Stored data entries
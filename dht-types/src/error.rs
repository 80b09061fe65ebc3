use thiserror::Error;

/// Structural and data-plane error kinds shared across the DHT crates.
///
/// "Not found" on `lookup`/`update`/`delete` is deliberately NOT a variant
/// here: the protocols report absence as `(false, hops)` / `(None, hops)`,
/// never as an error. These variants are the ones the spec calls out as
/// surfacing to the caller without recovery.
#[derive(Error, Debug, Clone, PartialEq, Eq)]
pub enum DhtError {
    #[error("network has no active nodes")]
    EmptyNetwork,
    #[error("node name `{0}` already exists")]
    DuplicateName(String),
    #[error("routing exceeded the iteration cap of {0}")]
    RoutingDiverged(usize),
    #[error("hex representation needs {0} digits but only {1} were allotted")]
    InvalidIndex(usize, usize),
    #[error(transparent)]
    Index(#[from] bplustree::BPlusTreeError),
}
use thiserror::Error;

/// Errors surfaced by [`crate::BPlusTree`].
///
/// These are structural violations rather than data-plane "not found" results;
/// callers that just want presence/absence should use [`crate::BPlusTree::get`].
#[derive(Error, Debug, Eq, PartialEq, Clone)]
pub enum BPlusTreeError {
    #[error("B+ tree order must be >= 3, got {0}")]
    InvalidOrder(usize),
    #[error("key not found")]
    NotFound,
}
//! Ring-based (Chord) overlay: the finger table, successor/predecessor
//! pointers, lazy join, stabilize/notify/fix_fingers, and leave.

mod finger_table;
mod node;

pub use finger_table::FingerTable;
pub use node::ChordNode;
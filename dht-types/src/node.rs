use std::sync::Arc;

use crate::{hash_id, DhtError, Identifier};

/// Capability set shared by every DHT node regardless of protocol.
///
/// A node is polymorphic over `{locate, routing_table_size}`; the four
/// data-plane operations are default-implemented on top of `locate` alone,
/// so `chord::ChordNode` and `pastry::PastryNode` only need to supply their
/// own routing procedure and local-store plumbing.
pub trait DhtNode: Send + Sync {
    fn id(&self) -> &Identifier;

    fn name(&self) -> &str;

    fn is_active(&self) -> bool;

    /// Bit-width of the identifier space this node was constructed with.
    fn bit_width(&self) -> u32;

    /// Routes `key_id` to the node responsible for it and returns the hop
    /// count spent doing so. Implemented by `find_successor` (Chord) or
    /// `route` (Pastry).
    fn locate(self: &Arc<Self>, key_id: &Identifier) -> Result<(Arc<Self>, u32), DhtError>;

    /// Size of this node's routing structure, for `get_network_stats`:
    /// unique fingers for Chord, filled routing-table cells for Pastry.
    fn routing_table_size(&self) -> usize;

    fn local_get(&self, key: &str) -> Option<Vec<u8>>;

    fn local_put(&self, key: &str, value: Vec<u8>);

    fn local_remove(&self, key: &str) -> bool;

    fn local_len(&self) -> usize;

    /// Marks the node inactive without running a membership protocol -
    /// used by the network facade's `clear()`, which wipes the whole set
    /// rather than migrating keys off one node at a time.
    fn deactivate(&self);

    /// Empties the local index - paired with `deactivate` for `clear()`.
    fn clear_local(&self);

    fn insert(self: &Arc<Self>, key: &str, value: Vec<u8>) -> Result<(bool, u32), DhtError> {
        let (owner, hops) = self.route_to_owner(key)?;
        owner.local_put(key, value);
        Ok((true, hops))
    }

    fn lookup(self: &Arc<Self>, key: &str) -> Result<(Option<Vec<u8>>, u32), DhtError> {
        let (owner, hops) = self.route_to_owner(key)?;
        Ok((owner.local_get(key), hops))
    }

    fn update(self: &Arc<Self>, key: &str, value: Vec<u8>) -> Result<(bool, u32), DhtError> {
        let (owner, hops) = self.route_to_owner(key)?;
        if owner.local_get(key).is_some() {
            owner.local_put(key, value);
            Ok((true, hops))
        } else {
            Ok((false, hops))
        }
    }

    fn delete(self: &Arc<Self>, key: &str) -> Result<(bool, u32), DhtError> {
        let (owner, hops) = self.route_to_owner(key)?;
        Ok((owner.local_remove(key), hops))
    }

    /// Hashes `key`, routes to its owner, and tacks on the one hop for final
    /// delivery when the owner differs from the issuing node. Self-to-self
    /// operations contribute 0 hops.
    fn route_to_owner(self: &Arc<Self>, key: &str) -> Result<(Arc<Self>, u32), DhtError> {
        let key_id = hash_id(key.as_bytes(), self.bit_width());
        let (owner, mut hops) = self.locate(&key_id)?;
        if !Arc::ptr_eq(self, &owner) {
            hops += 1;
        }
        Ok((owner, hops))
    }
}
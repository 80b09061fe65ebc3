use std::sync::{Arc, RwLock};

use dht_types::{DhtConfig, DhtError, DhtNode};
use rayon::prelude::*;

use crate::pool;
use crate::registry::Registry;
use crate::stats::{key_counts_summary, NetworkStats, ProtocolStats};

type Construct<N> = fn(&str, &DhtConfig) -> Result<Arc<N>, DhtError>;
type Seed<N> = fn(&Arc<N>);
type Join<N> = fn(&Arc<N>, &Arc<N>) -> Result<u32, DhtError>;
type Leave<N> = fn(&Arc<N>) -> u32;
type ExtraStats<N> = fn(&[Arc<N>]) -> ProtocolStats;

/// Generic engine behind both [`crate::Network::Chord`] and
/// [`crate::Network::Pastry`]: everything in §4.5 that is the same shape
/// regardless of protocol, parameterized over the few operations that
/// aren't (construction, seeding, join, leave, protocol-specific stats).
pub struct Overlay<N: DhtNode> {
    registry: RwLock<Registry<N>>,
    config: DhtConfig,
    construct: Construct<N>,
    seed: Seed<N>,
    join: Join<N>,
    leave: Leave<N>,
    extra_stats: ExtraStats<N>,
}

impl<N: DhtNode + 'static> Overlay<N> {
    pub fn new(
        config: DhtConfig,
        construct: Construct<N>,
        seed: Seed<N>,
        join: Join<N>,
        leave: Leave<N>,
        extra_stats: ExtraStats<N>,
    ) -> Self {
        Overlay {
            registry: RwLock::new(Registry::new()),
            config,
            construct,
            seed,
            join,
            leave,
            extra_stats,
        }
    }

    pub fn create_node(&self, name: &str) -> Result<Arc<N>, DhtError> {
        let mut registry = self.registry.write().unwrap();
        if registry.contains_name(name) {
            return Err(DhtError::DuplicateName(name.to_string()));
        }
        let node = (self.construct)(name, &self.config)?;
        registry.insert(node.clone());
        Ok(node)
    }

    /// Seeds the first node for free; every subsequent node joins through a
    /// uniformly-random existing node. Returns the join's hop count.
    #[tracing::instrument(skip(self))]
    pub fn add_node(&self, name: &str) -> Result<u32, DhtError> {
        let bootstrap = self.registry.read().unwrap().random_active();
        let node = self.create_node(name)?;
        match bootstrap {
            None => {
                (self.seed)(&node);
                Ok(0)
            }
            Some(bootstrap) => (self.join)(&node, &bootstrap),
        }
    }

    #[tracing::instrument(skip(self))]
    pub fn remove_node(&self, name: &str) -> (bool, u32) {
        let node = self.registry.read().unwrap().get(name);
        let Some(node) = node else { return (false, 0) };
        let hops = (self.leave)(&node);
        self.registry.write().unwrap().remove(name);
        (true, hops)
    }

    /// Sequentially creates and adds `k` nodes named `{prefix}{i}`. Returns
    /// each node's name and hop count, in join order.
    pub fn build_network(&self, k: usize, prefix: &str) -> Result<Vec<(String, u32)>, DhtError> {
        (0..k)
            .map(|i| {
                let name = format!("{prefix}{i}");
                let hops = self.add_node(&name)?;
                Ok((name, hops))
            })
            .collect()
    }

    fn pick_entry(&self, entry: Option<&str>) -> Result<Arc<N>, DhtError> {
        let registry = self.registry.read().unwrap();
        if registry.is_empty() {
            return Err(DhtError::EmptyNetwork);
        }
        if let Some(name) = entry {
            if let Some(node) = registry.get(name) {
                if node.is_active() {
                    return Ok(node);
                }
            }
        }
        registry.random_active().ok_or(DhtError::EmptyNetwork)
    }

    pub fn insert(&self, key: &str, value: Vec<u8>, entry: Option<&str>) -> Result<(bool, u32), DhtError> {
        self.pick_entry(entry)?.insert(key, value)
    }

    pub fn lookup(&self, key: &str, entry: Option<&str>) -> Result<(Option<Vec<u8>>, u32), DhtError> {
        self.pick_entry(entry)?.lookup(key)
    }

    pub fn update(&self, key: &str, value: Vec<u8>, entry: Option<&str>) -> Result<(bool, u32), DhtError> {
        self.pick_entry(entry)?.update(key, value)
    }

    pub fn delete(&self, key: &str, entry: Option<&str>) -> Result<(bool, u32), DhtError> {
        self.pick_entry(entry)?.delete(key)
    }

    pub fn bulk_insert(
        &self,
        items: Vec<(String, Vec<u8>)>,
        entry: Option<&str>,
    ) -> Result<Vec<(bool, u32)>, DhtError> {
        items.into_iter().map(|(k, v)| self.insert(&k, v, entry)).collect()
    }

    pub fn bulk_lookup(&self, keys: Vec<String>, entry: Option<&str>) -> Result<Vec<(Option<Vec<u8>>, u32)>, DhtError> {
        keys.iter().map(|k| self.lookup(k, entry)).collect()
    }

    pub fn bulk_update(
        &self,
        items: Vec<(String, Vec<u8>)>,
        entry: Option<&str>,
    ) -> Result<Vec<(bool, u32)>, DhtError> {
        items.into_iter().map(|(k, v)| self.update(&k, v, entry)).collect()
    }

    pub fn bulk_delete(&self, keys: Vec<String>, entry: Option<&str>) -> Result<Vec<(bool, u32)>, DhtError> {
        keys.iter().map(|k| self.delete(k, entry)).collect()
    }

    /// Issues the `N` lookups across a worker pool of `min(N, worker_pool_size)`
    /// threads. Each task resolves its own entry node and completes end to
    /// end; no suspension points inside a task.
    pub fn concurrent_lookup(
        &self,
        keys: Vec<String>,
        entry: Option<&str>,
    ) -> Result<Vec<(Option<Vec<u8>>, u32)>, DhtError> {
        if self.registry.read().unwrap().is_empty() {
            return Err(DhtError::EmptyNetwork);
        }
        let pool = pool::build(self.config.worker_pool_size, keys.len());
        pool.install(|| keys.par_iter().map(|k| self.lookup(k, entry)).collect())
    }

    pub fn concurrent_insert(
        &self,
        items: Vec<(String, Vec<u8>)>,
        entry: Option<&str>,
    ) -> Result<Vec<(bool, u32)>, DhtError> {
        if self.registry.read().unwrap().is_empty() {
            return Err(DhtError::EmptyNetwork);
        }
        let pool = pool::build(self.config.worker_pool_size, items.len());
        pool.install(|| items.par_iter().map(|(k, v)| self.insert(k, v.clone(), entry)).collect())
    }

    /// Snapshot of every active node, for protocol-specific housekeeping
    /// (Chord's stabilization rounds) that doesn't belong on this generic
    /// engine.
    pub fn active_nodes(&self) -> Vec<Arc<N>> {
        self.registry.read().unwrap().values().filter(|n| n.is_active()).cloned().collect()
    }

    pub fn get_network_stats(&self) -> NetworkStats {
        let registry = self.registry.read().unwrap();
        let active: Vec<Arc<N>> = registry.values().filter(|n| n.is_active()).cloned().collect();
        let counts: Vec<usize> = active.iter().map(|n| n.local_len()).collect();
        let (total, min, max, mean) = key_counts_summary(&counts);
        NetworkStats {
            node_count: active.len(),
            total_keys: total,
            min_keys: min,
            max_keys: max,
            mean_keys: mean,
            protocol: (self.extra_stats)(&active),
        }
    }

    /// Marks every node inactive, clears every local index, empties the set.
    pub fn clear(&self) {
        let mut registry = self.registry.write().unwrap();
        for node in registry.values() {
            node.deactivate();
            node.clear_local();
        }
        registry.clear();
    }
}
use std::sync::Arc;

use chord::ChordNode;
use dht_types::{DhtConfig, DhtError, DhtNode};

use crate::overlay::Overlay;
use crate::stats::{average, ProtocolStats};

fn construct(name: &str, config: &DhtConfig) -> Result<Arc<ChordNode>, DhtError> {
    ChordNode::new(name, config.hash_bit_size, config.chord_finger_table_size, config.bplus_tree_order)
}

fn seed(node: &Arc<ChordNode>) {
    node.seed();
}

fn join(node: &Arc<ChordNode>, bootstrap: &Arc<ChordNode>) -> Result<u32, DhtError> {
    node.join(bootstrap)
}

fn leave(node: &Arc<ChordNode>) -> u32 {
    node.leave()
}

fn extra_stats(nodes: &[Arc<ChordNode>]) -> ProtocolStats {
    let fingers: Vec<usize> = nodes.iter().map(|n| n.routing_table_size()).collect();
    ProtocolStats::Chord { avg_unique_fingers: average(&fingers) }
}

pub fn new(config: DhtConfig) -> Overlay<ChordNode> {
    Overlay::new(config, construct, seed, join, leave, extra_stats)
}
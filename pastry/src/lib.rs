//! Prefix-based (Pastry) overlay: the routing table, the leaf set, route,
//! join and leave.

mod node;
mod routing_table;

pub use node::PastryNode;
pub use routing_table::{abs_distance, LeafSet, RoutingTable};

▶ _Task statement_
Find the string "across" in the data. Report each line it appears in.

▶ _Answer section_
/// Structural and data-plane error kinds shared across the DHT crates.
    /// Issues the `N` lookups across a worker pool of `min(N, worker_pool_size)`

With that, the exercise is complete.